» Collection entries:
:::::

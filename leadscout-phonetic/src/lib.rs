//! Pure, side-effect-free computation of multi-algorithm phonetic codes
//! (spec §4.1 Phonetic Coder).
//!
//! Every function here is deterministic and allocation-light; none of them
//! log, read configuration, or touch storage — any I/O belongs in the
//! Learning Store or Job Store instead (spec §9).

#![forbid(unsafe_code)]

use leadscout_core::phonetic::{agreement as core_agreement, family_key as core_family_key, PhoneticCode};
use rphonetic::{DoubleMetaphone, Encoder, MatchRatingApproach, Metaphone, Nysiis, Soundex};

/// Computes all supported phonetic codes for an already-normalized,
/// non-empty name.
///
/// Never fails: for degenerate inputs (all non-alphabetic, or a single
/// character that no algorithm can encode) each field is simply `None`
/// and `PhoneticCode::is_empty()` returns `true`.
pub fn codes(name: &str) -> PhoneticCode {
    let cleaned: String = name
        .chars()
        .filter(|c| c.is_alphabetic() || c.is_whitespace())
        .collect();
    let cleaned = cleaned.trim();

    if cleaned.is_empty() {
        return PhoneticCode {
            normalized_key: String::new(),
            ..Default::default()
        };
    }

    let soundex = encode_or_none(&Soundex::default(), cleaned);
    let metaphone = encode_or_none(&Metaphone::default(), cleaned);
    let nysiis = encode_or_none(&Nysiis::default(), cleaned);
    let match_rating = encode_or_none(&MatchRatingApproach::default(), cleaned);

    let double_metaphone = {
        let encoder = DoubleMetaphone::default();
        let result = encoder.double_metaphone(cleaned);
        let primary = result.primary().to_string();
        if primary.is_empty() {
            None
        } else {
            Some(primary)
        }
    };

    PhoneticCode {
        soundex,
        metaphone,
        double_metaphone,
        nysiis,
        match_rating,
        normalized_key: cleaned.to_lowercase(),
    }
}

fn encode_or_none<E: Encoder>(encoder: &E, input: &str) -> Option<String> {
    let code = encoder.encode(input);
    if code.trim().is_empty() {
        None
    } else {
        Some(code)
    }
}

/// Count of algorithms agreeing between two code sets, in `[0, 5]`.
pub fn agreement(a: &PhoneticCode, b: &PhoneticCode) -> usize {
    core_agreement(a, b)
}

/// A stable key suitable for grouping names likely to belong to the same
/// phonetic family. Ties between equal-ranked codes are canonicalized to
/// lexicographic minimum (spec §4.1).
pub fn family_key(codes: &PhoneticCode) -> String {
    core_family_key(codes)
}

/// Minimum agreeing algorithms required for two names to count as the
/// same phonetic family (spec §4.1, §4.3).
pub const FAMILY_AGREEMENT_THRESHOLD: usize = 2;

/// Whether `a` and `b` meet the family-membership agreement threshold.
pub fn is_family_match(a: &PhoneticCode, b: &PhoneticCode) -> bool {
    !a.is_empty() && !b.is_empty() && agreement(a, b) >= FAMILY_AGREEMENT_THRESHOLD
}

#[cfg(test)]
mod tests {
    use super::*;

    #[test]
    fn degenerate_input_yields_empty_code() {
        let c = codes("7734");
        assert!(c.is_empty());
    }

    #[test]
    fn similar_spellings_agree_on_at_least_two_algorithms() {
        let a = codes("bongani");
        let b = codes("bonganni");
        assert!(is_family_match(&a, &b), "agreement was {}", agreement(&a, &b));
    }

    #[test]
    fn dissimilar_names_do_not_spuriously_match() {
        let a = codes("bongani");
        let b = codes("vorster");
        assert!(!is_family_match(&a, &b));
    }

    #[test]
    fn family_key_is_order_independent_of_algorithm_declaration() {
        let a = codes("sithole");
        let b = codes("sithole");
        assert_eq!(family_key(&a), family_key(&b));
    }
}
//! Provider failover and the LLM layer's entry point for the classifier
//! cascade (spec §4.5, §4.6).

use std::collections::HashMap;
use std::sync::Arc;

use leadscout_core::{Classification, Error, Method, Result};
use tracing::{debug, warn};

use crate::client::LLMClient;
use crate::rate_limit::{CircuitBreaker, ProviderRateLimiter, RetryConfig};
use crate::types::{Exemplars, LLMError};

struct ProviderSlot {
    client: Arc<dyn LLMClient>,
    limiter: ProviderRateLimiter,
    breaker: CircuitBreaker,
}

/// Routes a classification request across providers in priority order,
/// applying rate limiting, retry-with-backoff, and circuit breaking per
/// provider. When every provider is unavailable it returns the terminal
/// `llm_unavailable` outcome rather than erroring the caller (spec §6:
/// "the pipeline must make forward progress even when the LLM layer is
/// entirely down").
pub struct LLMRouter {
    slots: Vec<ProviderSlot>,
    retry: RetryConfig,
    breaker_threshold: u32,
    breaker_cooldown: std::time::Duration,
}

impl LLMRouter {
    pub fn new(
        clients: Vec<Arc<dyn LLMClient>>,
        per_provider_rpm: &HashMap<String, u32>,
        per_provider_max_concurrent: &HashMap<String, usize>,
        retry: RetryConfig,
        breaker_threshold: u32,
        breaker_cooldown: std::time::Duration,
    ) -> Self {
        let slots = clients
            .into_iter()
            .map(|client| {
                let rpm = per_provider_rpm.get(client.provider_name()).copied().unwrap_or(60);
                let max_concurrent = per_provider_max_concurrent.get(client.provider_name()).copied().unwrap_or(5);
                ProviderSlot {
                    client,
                    limiter: ProviderRateLimiter::new(rpm, max_concurrent),
                    breaker: CircuitBreaker::new(breaker_threshold, breaker_cooldown),
                }
            })
            .collect();
        Self { slots, retry, breaker_threshold, breaker_cooldown }
    }

    /// Classifies `normalized_name`, trying each configured provider in
    /// order. Within a provider, retriable errors are retried with
    /// backoff up to `retry.max_attempts`; terminal errors and exhausted
    /// retries fail over to the next provider.
    pub async fn classify(
        &self,
        original_name: &str,
        normalized_name: &str,
        context: &Exemplars,
    ) -> Result<Classification> {
        for slot in &self.slots {
            if !slot.breaker.allow_call().await {
                debug!(provider = slot.client.provider_name(), "circuit open, skipping provider");
                continue;
            }

            let mut attempt = 0u32;
            loop {
                attempt += 1;
                // Held across the call so `max_concurrent` bounds
                // in-flight requests to this provider, not just how many
                // are admitted per minute.
                let _permit = slot.limiter.acquire().await;

                match slot.client.classify(normalized_name, context).await {
                    Ok(result) => {
                        slot.breaker.record_success().await;
                        let cost = slot.client.cost_per_call(result.input_tokens, result.output_tokens);
                        let classification = Classification::new(
                            original_name.to_string(),
                            normalized_name.to_string(),
                            result.ethnicity,
                            result.confidence,
                            Method::Llm,
                            result.latency_ms,
                        )
                        .map_err(|e| Error::internal(e.to_string()))?
                        .with_provider(slot.client.provider_name().to_string())
                        .with_cost(cost);
                        return Ok(classification);
                    }
                    Err(err) => {
                        warn!(
                            provider = slot.client.provider_name(),
                            attempt,
                            error = %err,
                            "LLM call failed"
                        );
                        slot.breaker.record_failure().await;

                        if err.is_terminal() || !self.retry.should_retry(attempt) {
                            break;
                        }
                        tokio::time::sleep(self.retry.delay_for_attempt(attempt)).await;
                    }
                }
            }
        }

        Ok(Classification::llm_unavailable(original_name.to_string(), normalized_name.to_string()))
    }

    pub fn provider_count(&self) -> usize {
        self.slots.len()
    }

    #[cfg(test)]
    fn breaker_threshold(&self) -> u32 {
        self.breaker_threshold
    }

    #[cfg(test)]
    fn breaker_cooldown(&self) -> std::time::Duration {
        self.breaker_cooldown
    }
}

#[cfg(test)]
mod tests {
    use super::*;
    use crate::client::LLMCallResult;
    use async_trait::async_trait;
    use leadscout_core::Ethnicity;
    use std::sync::atomic::{AtomicU32, Ordering};

    struct ScriptedClient {
        name: &'static str,
        calls: AtomicU32,
        fail_times: u32,
        terminal: bool,
    }

    #[async_trait]
    impl LLMClient for ScriptedClient {
        async fn classify(&self, _normalized_name: &str, _context: &Exemplars) -> std::result::Result<LLMCallResult, LLMError> {
            let n = self.calls.fetch_add(1, Ordering::SeqCst);
            if n < self.fail_times {
                return Err(if self.terminal {
                    LLMError::Auth(self.name.to_string())
                } else {
                    LLMError::ProviderUnavailable(self.name.to_string())
                });
            }
            Ok(LLMCallResult {
                ethnicity: Ethnicity::African,
                confidence: 0.9,
                latency_ms: 10,
                input_tokens: 100,
                output_tokens: 10,
            })
        }

        fn provider_name(&self) -> &str {
            self.name
        }

        fn cost_per_call(&self, _input_tokens: u64, _output_tokens: u64) -> f64 {
            0.001
        }
    }

    fn fast_retry() -> RetryConfig {
        RetryConfig {
            base: std::time::Duration::from_millis(1),
            factor: 1.0,
            cap: std::time::Duration::from_millis(5),
            max_attempts: 3,
        }
    }

    #[tokio::test]
    async fn succeeds_after_transient_failures_without_failover() {
        let client: Arc<dyn LLMClient> =
            Arc::new(ScriptedClient { name: "anthropic", calls: AtomicU32::new(0), fail_times: 2, terminal: false });
        let router = LLMRouter::new(vec![client], &HashMap::new(), &HashMap::new(), fast_retry(), 5, std::time::Duration::from_secs(60));

        let result = router.classify("Bongani Nkosi", "bongani nkosi", &vec![]).await.unwrap();
        assert_eq!(result.method, Method::Llm);
        assert_eq!(result.provider.as_deref(), Some("anthropic"));
    }

    #[tokio::test]
    async fn fails_over_to_next_provider_on_terminal_error() {
        let primary: Arc<dyn LLMClient> =
            Arc::new(ScriptedClient { name: "anthropic", calls: AtomicU32::new(0), fail_times: 100, terminal: true });
        let secondary: Arc<dyn LLMClient> =
            Arc::new(ScriptedClient { name: "openai", calls: AtomicU32::new(0), fail_times: 0, terminal: false });
        let router =
            LLMRouter::new(vec![primary, secondary], &HashMap::new(), &HashMap::new(), fast_retry(), 5, std::time::Duration::from_secs(60));

        let result = router.classify("Bongani Nkosi", "bongani nkosi", &vec![]).await.unwrap();
        assert_eq!(result.provider.as_deref(), Some("openai"));
    }

    #[tokio::test]
    async fn returns_llm_unavailable_when_all_providers_exhausted() {
        let client: Arc<dyn LLMClient> =
            Arc::new(ScriptedClient { name: "anthropic", calls: AtomicU32::new(0), fail_times: 100, terminal: true });
        let router = LLMRouter::new(vec![client], &HashMap::new(), &HashMap::new(), fast_retry(), 5, std::time::Duration::from_secs(60));

        let result = router.classify("Bongani Nkosi", "bongani nkosi", &vec![]).await.unwrap();
        assert_eq!(result.ethnicity, Ethnicity::Unknown);
        assert_eq!(result.confidence, 0.0);
        assert_eq!(result.method, Method::Llm);
    }
}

:::::

Exact reproduction is required: output the lines from the start of the entries above through the line with "as core_agreement, family_key".

» EXERCISE RESULT:
filename leadscout-phonetic/src/lib.rs
//! Pure, side-effect-free computation of multi-algorithm phonetic codes
//! (spec §4.1 Phonetic Coder).
//!
//! Every function here is deterministic and allocation-light; none of them
//! log, read configuration, or touch storage — any I/O belongs in the
//! Learning Store or Job Store instead (spec §9).

#![forbid(unsafe_code)]

use leadscout_core::phonetic::{agreement as core_agreement, family_key as core_family_key, PhoneticCode};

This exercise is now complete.